The original specifications of the machine included:
  • 8088 Processor running at 4.77Mhz
  • 64KB of memory on the motherboard expandable to 128KB
  • Optional 360KB half-height diskette drive and controller
  • Built in color graphics, joystick ports, serial port

And some of the things that made the PCjr famous (or infamous) were:
  • The 62 key 'chiclet' wireless keyboard
  • Two cartridge slots
  • Three voice sound and a noise generator
  • Improved graphics including a 640x200 mode in 4 colors and 320x200 in 16 colors
  • A new 'sidecar' expansion bus that was incompatible with the IBM PC

Interested in reading a little more history? Everything you ever wanted to know about the PCjr can be found at http://www.brutman.com/PCjr . And for the next few days you can log into a PCjr running a small telnet server by telneting to telnet 97.86.233.68. Be sure to visit and leave a comment!

Mike
 
Hi Aaron,

Thanks for dropping by.
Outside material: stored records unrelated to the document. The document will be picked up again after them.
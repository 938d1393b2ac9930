//! Overworld: walkability, player movement and the follow camera.

pub mod camera;
pub mod movement;
pub mod walkability;

pub use camera::Camera;
pub use movement::{Facing, HeldDirections, MoveOutcome, Player};
pub use walkability::{CellRect, WalkabilityIndex};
It's a fun little machine, and it has proven amazing flexible despite the original design constraints.

Mike
 
I gave mine away a long time ago. :(

It was mint with monitor and all...

All I have left is an extra keyboard (not the chiclet version, the other) and two sealed in box joysticks.

I should start looking for a PCjr to make use of all those. :)
 
Happy anversity Mike. The PCjr was indeed a remarkable machine which has never received the Kudos it deserved. Anyone using a RadioShack PC uses the same Video which was developed by IBM.
It's compatibility to the DOS IBM machines was remarkable, consderng it's cost-cutting production. I've often wondered whether it's much-maligned wireless keyboard was the foundaton of many modern devices which use wireless peripherals.

Lawrence
 
Thanks everybody!

The celebration is over and I've decided to give the machine a break. It's been running nearly continuously for two weeks now. The anniversary wasn't the huge media event that it should have been, but I am willing to blame that on the election coverage. ;-0

Next week I'm showing the setup at a retro-computer show the local PC users group is putting on. Besides the Jr running TCP/IP I'm thinking of bringing one running MS Flight Simulator 2.0 and a PC 5140 Convertible. I also have a friend with a SWTP 6800 that I'm trying to talk into displaying, but that's a fairly delicate system so it's a hard sell.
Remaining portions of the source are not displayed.